By the late 1930`s, the entire basis of international relations founded upon the Treaty of Versailles was disintegrating. In September 1939, Germany invaded Poland and, subsequently, England and France declared war on Germany. This had immediate effects upon the United States and its military departments. The President declared a limited national emergency on 8 September 1939 and the buildup in the strength of the Army began.
Inasmuch as funds appropriated by Congress during the peacetime period for Medical Department construction had barely covered more than essential maintenance of hospital buildings, expansion of hospital facilities was a primary concern. Reserve equipment was either deficient or obsolete.37 Closely correlated with this was the necessity for a proportionate increase in the number and kinds of personnel required for effective operation.

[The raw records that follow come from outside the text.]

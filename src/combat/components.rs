//! Combat-related components.

use bevy::prelude::*;

// Re-export from core to avoid duplication
pub use crate::core::{DamageEvent, DeathEvent};

/// Integer hit points plus the invincibility window that follows a hit.
#[derive(Component, Debug, Clone)]
pub struct Health {
    pub current: i32,
    pub maximum: i32,
    /// Gameplay seconds during which damage is ignored
    pub invincible_for: f32,
    /// Window granted automatically after every landed hit (0 disables it)
    pub post_hit_invincibility: f32,
}

impl Health {
    pub fn new(max: i32) -> Self {
        Self {
            current: max,
            maximum: max,
            invincible_for: 0.0,
            post_hit_invincibility: 0.0,
        }
    }

    pub fn with_post_hit_invincibility(mut self, seconds: f32) -> Self {
        self.post_hit_invincibility = seconds.max(0.0);
        self
    }

    /// Apply `amount` damage and return how much was actually taken.
    ///
    /// Ignored while invincible or already dead.
    pub fn take_damage(&mut self, amount: i32) -> i32 {
        if amount <= 0 || self.is_invincible() || self.is_dead() {
            return 0;
        }

        let actual = amount.min(self.current);
        self.current -= actual;
        if !self.is_dead() && self.post_hit_invincibility > 0.0 {
            self.grant_invincibility(self.post_hit_invincibility);
        }
        actual
    }

    /// Ignore damage for `duration` seconds. Never shortens a longer window.
    pub fn grant_invincibility(&mut self, duration: f32) {
        self.invincible_for = self.invincible_for.max(duration);
    }

    pub fn current(&self) -> i32 {
        self.current
    }

    pub fn is_invincible(&self) -> bool {
        self.invincible_for > 0.0
    }

    pub fn is_dead(&self) -> bool {
        self.current <= 0
    }

    pub fn tick(&mut self, delta: f32) {
        if self.invincible_for > 0.0 {
            self.invincible_for = (self.invincible_for - delta).max(0.0);
        }
    }
}

/// Marker component for entities that have died (prevents multiple death events).
#[derive(Component)]
pub struct Dead;

/// Short-range swing in front of the attacker.
#[derive(Component, Debug, Clone)]
pub struct MeleeAttack {
    pub damage: i32,
    /// Radius of the hit circle
    pub range: f32,
    /// How far ahead of the body the hit circle sits
    pub reach: f32,
    /// Gameplay seconds between swings
    pub cooldown: f32,
    pub cooldown_remaining: f32,
    /// Set by input, consumed by the next swing
    pub requested: bool,
}

impl Default for MeleeAttack {
    fn default() -> Self {
        Self {
            damage: 1,
            range: 0.5,
            reach: 0.6,
            // Two swings per second
            cooldown: 0.5,
            cooldown_remaining: 0.0,
            requested: false,
        }
    }
}

impl MeleeAttack {
    pub fn can_attack(&self) -> bool {
        self.cooldown_remaining <= 0.0
    }

    pub fn tick(&mut self, delta: f32) {
        if self.cooldown_remaining > 0.0 {
            self.cooldown_remaining = (self.cooldown_remaining - delta).max(0.0);
        }
    }

    /// Consume a pending request. Returns true when a swing should happen now.
    pub fn try_swing(&mut self) -> bool {
        let requested = std::mem::take(&mut self.requested);
        if !requested || !self.can_attack() {
            return false;
        }
        self.cooldown_remaining = self.cooldown;
        true
    }

    /// Center of the hit circle for an attacker at `position` facing `facing`.
    pub fn hit_center(&self, position: Vec2, facing: Vec2) -> Vec2 {
        position + facing.normalize_or(Vec2::X) * self.reach
    }
}

#[cfg(test)]
mod tests {
    use super::*;

    #[test]
    fn damage_is_clamped_to_remaining_health() {
        let mut health = Health::new(3);
        assert_eq!(health.take_damage(999), 3);
        assert_eq!(health.current(), 0);
        assert!(health.is_dead());
        assert_eq!(health.take_damage(1), 0);
    }

    #[test]
    fn post_hit_window_blocks_follow_up_hits() {
        let mut health = Health::new(3).with_post_hit_invincibility(1.0);
        assert_eq!(health.take_damage(1), 1);
        assert_eq!(health.take_damage(1), 0);

        health.tick(0.6);
        assert_eq!(health.take_damage(1), 0);
        health.tick(0.6);
        assert_eq!(health.take_damage(1), 1);
        assert_eq!(health.current(), 1);
    }

    #[test]
    fn swings_are_rate_limited() {
        let mut melee = MeleeAttack::default();
        melee.requested = true;
        assert!(melee.try_swing());

        melee.requested = true;
        assert!(!melee.try_swing());
        assert!(!melee.requested, "a blocked request is dropped, not queued");

        melee.tick(0.5);
        melee.requested = true;
        assert!(melee.try_swing());
    }

    #[test]
    fn hit_circle_sits_ahead_of_facing() {
        let melee = MeleeAttack::default();
        let center = melee.hit_center(Vec2::new(1.0, 2.0), Vec2::new(-3.0, 0.0));
        assert!((center - Vec2::new(0.4, 2.0)).length() < 1e-6);
    }

    #[test]
    fn granting_a_shorter_window_keeps_the_longer_one() {
        let mut health = Health::new(5);
        health.grant_invincibility(0.5);
        health.grant_invincibility(0.2);
        assert_eq!(health.invincible_for, 0.5);
    }
}
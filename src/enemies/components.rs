//! Enemy-related components.

use bevy::prelude::*;

/// Marker component for all enemies.
#[derive(Component)]
pub struct Enemy;

/// AI state machine for enemy behavior.
#[derive(Component, Default, PartialEq, Clone, Copy, Debug)]
pub enum AiState {
    /// Waiting for the player to enter detection range.
    #[default]
    Idle,
    /// Running toward the player.
    Chasing,
    /// Knocked back by a parry; movement is left to physics.
    Stunned,
    /// Waiting out the death delay before despawn.
    Dying,
}

/// Enemy tuning.
#[derive(Component, Clone, Debug)]
pub struct EnemyStats {
    pub max_health: i32,
    pub contact_damage: i32,
    pub move_speed: f32,
    /// Stop closing in once this near
    pub stopping_distance: f32,
    pub detection_range: f32,
    /// Seconds between contact hits
    pub attack_cooldown: f32,
    pub half_extents: Vec2,
}

impl Default for EnemyStats {
    fn default() -> Self {
        Self {
            max_health: 3,
            contact_damage: 1,
            move_speed: 3.0,
            stopping_distance: 1.5,
            detection_range: 10.0,
            attack_cooldown: 1.0,
            half_extents: Vec2::new(0.4, 0.4),
        }
    }
}

/// Time until this enemy may hurt the player on contact again.
#[derive(Component)]
pub struct AttackTimer(pub Timer);

impl AttackTimer {
    /// Starts finished so the first touch always lands.
    pub fn ready(cooldown: f32) -> Self {
        let mut timer = Timer::from_seconds(cooldown, TimerMode::Once);
        timer.tick(timer.duration());
        Self(timer)
    }
}

/// Timer for the death delay before despawn.
#[derive(Component)]
pub struct DeathTimer(pub Timer);

impl Default for DeathTimer {
    fn default() -> Self {
        Self(Timer::from_seconds(1.0, TimerMode::Once))
    }
}
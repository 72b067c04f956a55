//! Parry module - lock onto a hazard, aim in frozen time, dash and knock it back.

mod components;
mod config;
pub mod dash;
mod input;
mod plugin;
mod systems;

pub use components::*;
pub use config::{ParryConfig, TriggerMode};
pub use plugin::ParryPlugin;
pub use systems::ParrySet;
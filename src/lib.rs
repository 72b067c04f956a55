//! Parry Dash - a side-view arena built around a time-freezing parry.
//!
//! Press parry near a hazard to jump onto it; gameplay slows to a crawl while
//! you aim, and letting go dashes you out (never through walls) and knocks
//! the hazard the other way. Boss projectiles fly back at the boss.
//!
//! # Architecture
//!
//! The game is organized into plugins, each handling a specific aspect:
//!
//! - **Core**: Game states, global events, time dilation, tuning files
//! - **Combat**: Health, invincibility windows, damage and deaths
//! - **Hazards**: The `Parryable` capability: knockback, stun, notifications
//! - **Parry**: The player's aim/dash/cooldown state machine
//! - **Projectiles**: Shots that redirect toward their emitter when parried
//! - **Enemies**: Ground enemies that chase and get stunned
//! - **Boss**: The flying emitter with health phases
//! - **Feedback**: Beams, outline pulse, hazard blink, sound cues
//! - **Player**: Side-view movement and spawning
//! - **World**: The demo arena

pub mod boss;
pub mod combat;
pub mod core;
pub mod enemies;
pub mod feedback;
pub mod hazards;
pub mod parry;
pub mod player;
pub mod projectiles;
pub mod world;

use bevy::app::PluginGroupBuilder;
use bevy::prelude::*;
use bevy::state::app::StatesPlugin;
use bevy::time::TimeUpdateStrategy;
use std::time::Duration;

/// Frame length used by [`create_headless_app`].
pub const HEADLESS_FRAME: Duration = Duration::from_millis(16);

/// Simulation plugins that need neither a window, a renderer nor physics.
pub struct GameplayPlugins;

impl PluginGroup for GameplayPlugins {
    fn build(self) -> PluginGroupBuilder {
        PluginGroupBuilder::start::<Self>()
            // Core systems (must be first)
            .add(core::CorePlugin)
            .add(combat::CombatPlugin)
            .add(hazards::HazardPlugin)
            .add(parry::ParryPlugin)
            .add(projectiles::ProjectilePlugin)
            .add(enemies::EnemyPlugin)
            .add(boss::BossPlugin)
            .add(feedback::FeedbackPlugin)
            .add(player::PlayerPlugin)
    }
}

/// Main game plugin that adds all sub-plugins.
pub struct ParryDashPlugin;

impl Plugin for ParryDashPlugin {
    fn build(&self, app: &mut App) {
        app
            .add_plugins(GameplayPlugins)

            // Presentation
            .add_plugins(feedback::FeedbackVisualsPlugin)
            .add_plugins(feedback::FeedbackAudioPlugin)

            // World systems
            .add_plugins(world::WorldPlugin);
    }
}

/// App with the full simulation and a manual clock, for tests and tools.
///
/// Every `update()` advances real time by [`HEADLESS_FRAME`]; virtual time
/// advances by that much times the current dilation.
pub fn create_headless_app() -> App {
    let mut app = App::new();
    app.add_plugins((MinimalPlugins, StatesPlugin))
        .insert_resource(TimeUpdateStrategy::ManualDuration(HEADLESS_FRAME))
        .add_plugins(GameplayPlugins);
    app
}
//! Player swings against enemies, headless and without a physics world.

use bevy::prelude::*;
use bevy_rapier2d::prelude::Velocity;

use parry_dash::combat::{Health, MeleeAttack};
use parry_dash::create_headless_app;
use parry_dash::enemies::{AiState, AttackTimer, DeathTimer, Enemy, EnemyStats};
use parry_dash::hazards::Parryable;
use parry_dash::parry::{ParryActor, ParryConfig, ParryIntent, ParryState};
use parry_dash::player::{Facing, Player};

struct Duel {
    app: App,
    player: Entity,
    enemy: Entity,
}

fn duel(enemy_at: Vec2) -> Duel {
    let mut app = create_headless_app();
    app.insert_resource(ParryConfig::default());

    let player = app
        .world_mut()
        .spawn((
            Player,
            Facing::default(),
            MeleeAttack::default(),
            ParryActor::default(),
            ParryIntent::default(),
            Transform::default(),
        ))
        .id();
    let stats = EnemyStats::default();
    let enemy = app
        .world_mut()
        .spawn((
            Enemy,
            AiState::default(),
            AttackTimer::ready(stats.attack_cooldown),
            Health::new(stats.max_health),
            Parryable::default(),
            Velocity::zero(),
            stats,
            Transform::from_translation(enemy_at.extend(0.0)),
        ))
        .id();

    app.update();
    Duel { app, player, enemy }
}

impl Duel {
    fn swing(&mut self) {
        self.app
            .world_mut()
            .get_mut::<MeleeAttack>(self.player)
            .unwrap()
            .requested = true;
        self.app.update();
    }

    fn wait(&mut self, frames: usize) {
        for _ in 0..frames {
            self.app.update();
        }
    }

    fn enemy_health(&self) -> i32 {
        self.app.world().get::<Health>(self.enemy).unwrap().current
    }
}

#[test]
fn three_swings_kill_an_enemy_and_it_despawns() {
    let mut duel = duel(Vec2::new(0.8, 0.0));

    for expected in [2, 1] {
        duel.swing();
        duel.wait(1);
        assert_eq!(duel.enemy_health(), expected);
        // Two swings per second
        duel.wait(35);
    }

    duel.swing();
    duel.wait(2);

    let world = duel.app.world();
    assert_eq!(world.get::<AiState>(duel.enemy), Some(&AiState::Dying));
    assert!(world.get::<DeathTimer>(duel.enemy).is_some());
    assert!(!world.get::<Parryable>(duel.enemy).unwrap().enabled);

    // One second of gameplay time to leave the arena
    duel.wait(70);
    assert!(duel.app.world().get::<Enemy>(duel.enemy).is_none());
}

#[test]
fn swings_during_cooldown_do_nothing() {
    let mut duel = duel(Vec2::new(0.8, 0.0));
    duel.swing();
    duel.wait(1);
    assert_eq!(duel.enemy_health(), 2);

    for _ in 0..10 {
        duel.swing();
    }
    assert_eq!(duel.enemy_health(), 2);
}

#[test]
fn enemy_behind_the_player_is_not_hit() {
    let mut duel = duel(Vec2::new(-0.8, 0.0));
    duel.swing();
    duel.wait(1);
    assert_eq!(duel.enemy_health(), 3);

    duel.app.world_mut().get_mut::<Facing>(duel.player).unwrap().0 = Vec2::NEG_X;
    duel.wait(35);
    duel.swing();
    duel.wait(1);
    assert_eq!(duel.enemy_health(), 2);
}

#[test]
fn aiming_a_parry_blocks_the_swing() {
    let mut duel = duel(Vec2::new(0.8, 0.0));
    duel.app
        .world_mut()
        .get_mut::<Parryable>(duel.enemy)
        .unwrap()
        .set_parryable(false);
    // Locking on pulls the player to here, which leaves the enemy inside the swing
    duel.app.world_mut().spawn((
        Parryable::default(),
        Velocity::zero(),
        Transform::from_xyz(0.3, 0.0, 0.0),
    ));
    duel.app
        .world_mut()
        .get_mut::<ParryIntent>(duel.player)
        .unwrap()
        .press();
    duel.app.update();
    assert_eq!(
        duel.app.world().get::<ParryActor>(duel.player).unwrap().state(),
        ParryState::Aiming
    );

    duel.swing();
    duel.wait(1);
    assert_eq!(duel.enemy_health(), 3);
    assert!(!duel.app.world().get::<MeleeAttack>(duel.player).unwrap().requested);
}
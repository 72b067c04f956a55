//! Projectile plugin - redirect, contact resolution and expiry.

use bevy::prelude::*;

use super::systems;

/// Projectile plugin - drives every [`RedirectableProjectile`](super::RedirectableProjectile).
pub struct ProjectilePlugin;

impl Plugin for ProjectilePlugin {
    fn build(&self, app: &mut App) {
        systems::setup_projectile_systems(app);
    }
}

Throughout the years, it had been suggested to The Surgeon General that military status should be given to dietitians, physical therapists, and occupational therapists. (See Chapter 1, pp. 3-5.) Legislative efforts to achieve this were begun in 1939. Occupational therapists were included in the initial bill (S. 1615, 76th Congress, 1st Session) on which no congressional action was taken, but were omitted from the subsequent bill (S. 3318, 76th Congress, 3d Session) which was introduced in February 1940 but was defeated. In reply to an inquiry regarding this omission, in April 1940, The Surgeon General stated:38
Only nine occupational therapy aides are now employed in military hospitals. Of this number, one is provided for the military, two for the Civilian Conservation Corps, and six for Veterans` Administration patients. It, obviously, would be undesirable to include in the bill a provision for occupational therapy aides when there is only one employed for the military patients.
36Nicholson, H. M.: Why Occupational Therapy in Military Hospitals? Occup. Therapy 12: 37-42, February 1933.
37Smith, Clarence McKittrick: The Medical Department: Hospitalization and Evacuation, Zone of Interior. United States Army in World War II. The Technical Services. Washington: U.S. Government Printing Office, 1956, p. 6.
38Letter, Maj. Gen. James C. Magee, The Surgeon General, to Everett S. Elwood, President, American Occupational Therapy Association, 1 Apr. 1940.